O que é o Talmud
Não é facil definir
ou caraterizar, breve e concisamente, o Talmud. É um tema que escapa à
definiçãopela grande variedade de seu conteúdo e, sobretudo, porque não
existe outra obra com a qual estabelecer termo de comparação.
O Talmud, tão atacado, tão discutido e
tão menosprezado, é pouco - para não dizer nada - conhecido. A maioria dos que
dele se ocuparam, apenas repararam e insistiram em seus defeitos; no
entretanto, fora do Judaísmo, são contados os que penetraram no oceano dos seus
livros com a honrada intenção de encontrar as pérolas, de aproveitar o que tem
de bom e de útil, sem deter seus pensamentos no que, à primeira vista, poderia
parecer inútil.
Quando, em 1304, o papa Clemente V quis
saber o que era o Talmud, muito embora já houvesse sido objeto de polêmicas
religiosas - essas polêmicas quase sempre são estéreis - e de numerosos
ataques, ninguém foi capaz de responder á sua pergunta: ninguém sabia fazê-lo.

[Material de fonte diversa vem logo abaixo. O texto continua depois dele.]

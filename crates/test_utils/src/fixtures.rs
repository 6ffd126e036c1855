//! Pre-built Test Fixtures
//!
//! Provides ready-to-use test data for common entities across the payments
//! system. These fixtures are designed to be consistent and predictable for
//! unit tests.

use core_kernel::{BookingId, Currency, Money, ParticipantId, PaymentId, TourId, UserId};
use domain_payments::{Actor, Contact};
use rust_decimal::Decimal;
use rust_decimal_macros::dec;

/// Fixture for Money test data
pub struct MoneyFixtures;

impl MoneyFixtures {
    /// Creates a BDT amount
    pub fn bdt(amount: Decimal) -> Money {
        Money::new(amount, Currency::BDT)
    }

    /// Standard per-person tour cost
    pub fn tour_cost() -> Money {
        Money::new(dec!(5000.00), Currency::BDT)
    }

    /// Creates a standard BDT amount for testing
    pub fn bdt_100() -> Money {
        Money::new(dec!(100.00), Currency::BDT)
    }

    /// Creates a zero amount
    pub fn bdt_zero() -> Money {
        Money::zero(Currency::BDT)
    }

    /// Creates a USD amount for currency mismatch tests
    pub fn usd_100() -> Money {
        Money::new(dec!(100.00), Currency::USD)
    }
}

/// Fixture for identifiers
pub struct IdFixtures;

impl IdFixtures {
    pub fn booking_id() -> BookingId {
        BookingId::new()
    }

    pub fn payment_id() -> PaymentId {
        PaymentId::new()
    }

    pub fn participant_id() -> ParticipantId {
        ParticipantId::new()
    }

    pub fn tour_id() -> TourId {
        TourId::new()
    }

    pub fn user_id() -> UserId {
        UserId::new()
    }
}

/// Fixture for the people acting on a booking
pub struct ActorFixtures;

impl ActorFixtures {
    /// An administrator unrelated to any tour
    pub fn admin() -> Actor {
        Actor::Admin(UserId::new())
    }

    /// An organizer who runs none of the seeded tours
    pub fn stranger_organizer() -> Actor {
        Actor::Organizer(UserId::new())
    }

    /// A tourist who joined none of the seeded tours
    pub fn stranger_tourist() -> Actor {
        Actor::Tourist(UserId::new())
    }

    pub fn guide() -> Actor {
        Actor::Guide(UserId::new())
    }
}

/// Fixture for contact details sent to the gateway
pub struct ContactFixtures;

impl ContactFixtures {
    pub fn tourist() -> Contact {
        Contact {
            name: "Rahim Uddin".to_string(),
            email: "rahim@example.com".to_string(),
            phone: Some("01711111111".to_string()),
        }
    }

    /// A tourist who never entered a phone number
    pub fn without_phone() -> Contact {
        Contact {
            name: "Karim Ahmed".to_string(),
            email: "karim@example.com".to_string(),
            phone: None,
        }
    }
}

E apesar das cátedras que fundou, o Talmud, as belezas do Talmud, continuaram
sendo desconhecidas. Um só exemplo, porém significativo.
Poder-se-ia alegar que isto ocorria na
Idade Média, época em que um religioso chegou a crer que o Talmud era um nome
próprio e dizia: "ut narrar rabinus Talmud" (*); mas, mesmo na Idade
Moderna são pouquíssimos - entre eles não se pode deixar esquecido o nome de
Reuchlin - os que chegaram não a resolver, porém apenas a delinear o problema
em seus justos limites. Em pleno século XX, um teólogo permitiu-se dar grandes
gargalhadas porque um tratado inteiro fôra dedicado aos ovos, ignorando por
completo que é comum no Judaísmo designar-se uma obra por suas palavras
iniciais. E ainda hoje muitos mencionam o Talmud - e exatamente o mesmo pode-se
dizer em relação à Cabala - como algo obscuro e . . . absurdo, um dos muitos
tópicos paradoxais que abundam na cultura atual.
O Talmud não somente alimenta a alma e o
espírito, mas também atiça a imaginação; embora não seja uma obra de arte,
contém muitas obras de arte. É bem verdade que figuram nele coisas úteis e
inúteis, de grande valor ou puramente anedóticas; mas daí a que seja um
absurdo, existe um grande abismo que é preciso - e a isto nos propomos -
vencer.
É
evidente que não se pode julgar o Talmud com o mesmo padrão que se emprega para
medir as demais obras literárias. São necessários critérios especiais, pois o
Talmud não é somente literatura, mas sim a vida inteira do Judaísmo vertida em
uma obra.
Se uma catástrofe semelhante à que sofreram
Pompéia e Herculano houvesse petrificado seis ou dez séculos da vida judaica, o
resultado seria - e é - o Talmud. Precisamente por isso pode-se dizer que é
obra de toda a nação judaica, realizada no decorrer do referido período. E esse
feito, a realização prolongada no tempo, explica perfeitamente a grande
variedade de temas que nele reina. Trata-se de uma vasta enciclopédia, muito
desordenada, na qual existe de tudo, porém sem sistema. No Talmud é difícil
encontrar o dado concreto, a menos que seja de matéria legal - porque esta
matéria tem ainda hoje validez no Judaísmo - em cujo caso umas chaves-índice,
as codificações que mais adiante citaremos, são auxiliares indispensáveis.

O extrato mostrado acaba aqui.